Softek TDMFis an enhanced product that provides migration facilities to move data from an existing disk array to a new one. It is available for the same hosts and addresses the same arrays as TDMF.
Softek Storage Provisioner consolidates storage arrays into centralised and tiered pools. It also mirrors data in a SAN. Mirroring is typically done at drive array or SAN level as it is synchronous with a write operation not being complete unless both main and copy disk writes have been done. Replication is asynchronous with writes to the copy volume being done using an IP link.
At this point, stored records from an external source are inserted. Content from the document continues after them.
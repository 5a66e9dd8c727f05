//! Records describing a previously persisted clustering.
//!
//! These are read-only baselines; the engine never writes them back.

use serde::{Deserialize, Serialize};

/// Identifier of a persisted cluster.
pub type PersistedClusterId = i64;

/// Item to persisted cluster mapping.
#[derive(Debug, Clone, PartialEq, Eq, Serialize, Deserialize)]
pub struct PersistedAssignment {
    /// Item identifier
    pub item_id: String,
    /// Persisted cluster the item was assigned to
    pub cluster_id: PersistedClusterId,
}

/// Metadata for a persisted cluster.
#[derive(Debug, Clone, PartialEq, Eq, Serialize, Deserialize)]
pub struct PersistedClusterMeta {
    /// Persisted cluster identifier
    pub id: PersistedClusterId,
    /// Stored headline, if one was generated
    #[serde(default)]
    pub headline: Option<String>,
    /// Total members in the persisted cluster
    pub member_count: usize,
    /// Whether the persisted cluster was flagged as a story
    #[serde(default)]
    pub is_story: bool,
}

impl PersistedClusterMeta {
    /// Create metadata with no headline.
    pub fn new(id: PersistedClusterId, member_count: usize, is_story: bool) -> Self {
        Self {
            id,
            headline: None,
            member_count,
            is_story,
        }
    }

    /// Set the headline.
    pub fn with_headline(mut self, headline: impl Into<String>) -> Self {
        self.headline = Some(headline.into());
        self
    }
}
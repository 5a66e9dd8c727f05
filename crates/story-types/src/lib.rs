//! # story-types
//!
//! Shared records for the story clustering engine.
//!
//! ## Core Types
//! - `Item`: A short post with its embedding and metadata
//! - `EmbeddingField`: Stored embedding in either accepted encoding
//! - `PersistedClusterMeta`: A previously persisted cluster, used as a reconciliation baseline
//! - `PersistedAssignment`: Item to persisted cluster mapping
//!
//! ## Configuration
//! - `Settings`: Layered configuration (defaults, config file, env, CLI)
//! - `ClusteringSettings`: Thresholds, filters and report knobs for a run

pub mod config;
pub mod error;
pub mod item;
pub mod persisted;

pub use config::{ClusteringSettings, Settings, DEFAULT_SWEEP_THRESHOLDS, MAX_LOOKBACK_HOURS};
pub use error::StoryError;
pub use item::{EmbeddingField, Item};
pub use persisted::{PersistedAssignment, PersistedClusterId, PersistedClusterMeta};
//! Item type for short social posts.
//!
//! Items are read-only within the engine. They carry the raw text, the
//! normalized headline used for lexical scoring, and an embedding in one
//! of the accepted encodings.

use chrono::{DateTime, Utc};
use serde::{Deserialize, Serialize};

/// Stored embedding in either accepted encoding.
///
/// Upstream writers emit either a JSON array serialized into a string
/// column or a numeric array that was already decoded.
#[derive(Debug, Clone, PartialEq, Serialize, Deserialize)]
#[serde(untagged)]
pub enum EmbeddingField {
    /// Pre-decoded numeric array
    Values(Vec<f64>),
    /// JSON array text, e.g. `"[0.1, 0.2]"`
    Encoded(String),
}

impl EmbeddingField {
    /// Decode into a float vector.
    ///
    /// Returns `None` when the payload does not decode, is empty, or holds
    /// a non-finite component.
    pub fn parse(&self) -> Option<Vec<f32>> {
        let values: Vec<f64> = match self {
            EmbeddingField::Values(values) => values.clone(),
            EmbeddingField::Encoded(text) => serde_json::from_str(text.trim()).ok()?,
        };

        if values.is_empty() || values.iter().any(|v| !v.is_finite()) {
            return None;
        }

        Some(values.into_iter().map(|v| v as f32).collect())
    }
}

impl From<Vec<f32>> for EmbeddingField {
    fn from(values: Vec<f32>) -> Self {
        EmbeddingField::Values(values.into_iter().map(f64::from).collect())
    }
}

/// A single short post.
#[derive(Debug, Clone, Serialize, Deserialize)]
pub struct Item {
    /// Stable identifier of this stored version
    pub id: String,

    /// Identifier of the logical post on the source platform
    pub external_id: String,

    /// Author handle, if known
    #[serde(default)]
    pub author: Option<String>,

    /// Raw text as posted
    pub text: String,

    /// Normalized headline used for lexical coherence
    #[serde(default)]
    pub normalized_text: Option<String>,

    /// Source timestamp (when the post was made)
    pub created_at: DateTime<Utc>,

    /// Embedding vector, absent until generated upstream
    #[serde(default)]
    pub embedding: Option<EmbeddingField>,

    /// Version of the logical post; higher supersedes lower
    #[serde(default)]
    pub version: u32,

    #[serde(default)]
    pub is_retweet: bool,

    #[serde(default)]
    pub is_reply: bool,

    #[serde(default)]
    pub is_quote: bool,
}

impl Item {
    /// Create a new original post with no embedding.
    pub fn new(
        id: impl Into<String>,
        external_id: impl Into<String>,
        created_at: DateTime<Utc>,
        text: impl Into<String>,
    ) -> Self {
        Self {
            id: id.into(),
            external_id: external_id.into(),
            author: None,
            text: text.into(),
            normalized_text: None,
            created_at,
            embedding: None,
            version: 0,
            is_retweet: false,
            is_reply: false,
            is_quote: false,
        }
    }

    /// Set the author handle.
    pub fn with_author(mut self, author: impl Into<String>) -> Self {
        self.author = Some(author.into());
        self
    }

    /// Set the normalized headline.
    pub fn with_normalized_text(mut self, normalized: impl Into<String>) -> Self {
        self.normalized_text = Some(normalized.into());
        self
    }

    /// Set the embedding.
    pub fn with_embedding(mut self, embedding: impl Into<EmbeddingField>) -> Self {
        self.embedding = Some(embedding.into());
        self
    }

    /// Set the version of the logical post.
    pub fn with_version(mut self, version: u32) -> Self {
        self.version = version;
        self
    }

    /// Get timestamp as milliseconds since Unix epoch
    pub fn timestamp_ms(&self) -> i64 {
        self.created_at.timestamp_millis()
    }

    /// Headline shown in reports: normalized text, falling back to raw text.
    pub fn headline(&self) -> &str {
        match self.normalized_text.as_deref() {
            Some(normalized) if !normalized.trim().is_empty() => normalized,
            _ => &self.text,
        }
    }

    /// Normalized author handle (lowercase, no leading `@`), if present.
    pub fn author_key(&self) -> Option<String> {
        self.author
            .as_deref()
            .map(|a| a.trim().trim_start_matches('@').to_lowercase())
            .filter(|a| !a.is_empty())
    }

    /// Whether this item is an original post (not a retweet, reply or quote).
    pub fn is_original(&self) -> bool {
        !(self.is_retweet || self.is_reply || self.is_quote)
    }

    /// Whether this item can enter the eligible pool, ignoring versioning.
    pub fn is_eligible(&self) -> bool {
        self.is_original()
            && self.embedding.is_some()
            && self
                .normalized_text
                .as_deref()
                .is_some_and(|t| !t.trim().is_empty())
    }

    /// Serialize item to JSON bytes for storage
    pub fn to_bytes(&self) -> Result<Vec<u8>, serde_json::Error> {
        serde_json::to_vec(self)
    }

    /// Deserialize item from JSON bytes
    pub fn from_bytes(bytes: &[u8]) -> Result<Self, serde_json::Error> {
        serde_json::from_slice(bytes)
    }
}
This means that if the main disk goes down a couple of I/Os could be lost as they are still 'in the network'.
Where this cannot be tolerated then mirroring is better. Replication enables users to roll-back a copy to a point in time before, for example, a virus attack, which mirroring cannot do. Replication can be cheaper tham mirroring as you only replicate files or databases of interest instead of mirroring entire disk volumes.
By extending Softek's mainframe-based replication technology to Unix and Windows servers, "We're bringing replication to the masses," said Chris James, european marketing director. A cost is that host cpu cycles are used as each write is done twice.
Replicator and TDMF run on the Red Hat Inc. Linux distribution. SuSE and Mandrake distributions will be supported in later releases. AIX's JFS file system is supported which, Softek claims, is unique.
U.K. pricing has not been announced yet. Softek Replicator, available in December, is priced from US$2,300 per Unix/Windows server and from $30,000 for z/OS. Softek Provisioner is $25,000 per server. Typically copies are needed on two servers for complete data protection. TDMF pricing was not announced.
The announcement means that disaster recovery and backup choices are widened for enterprise and medium-sized customers.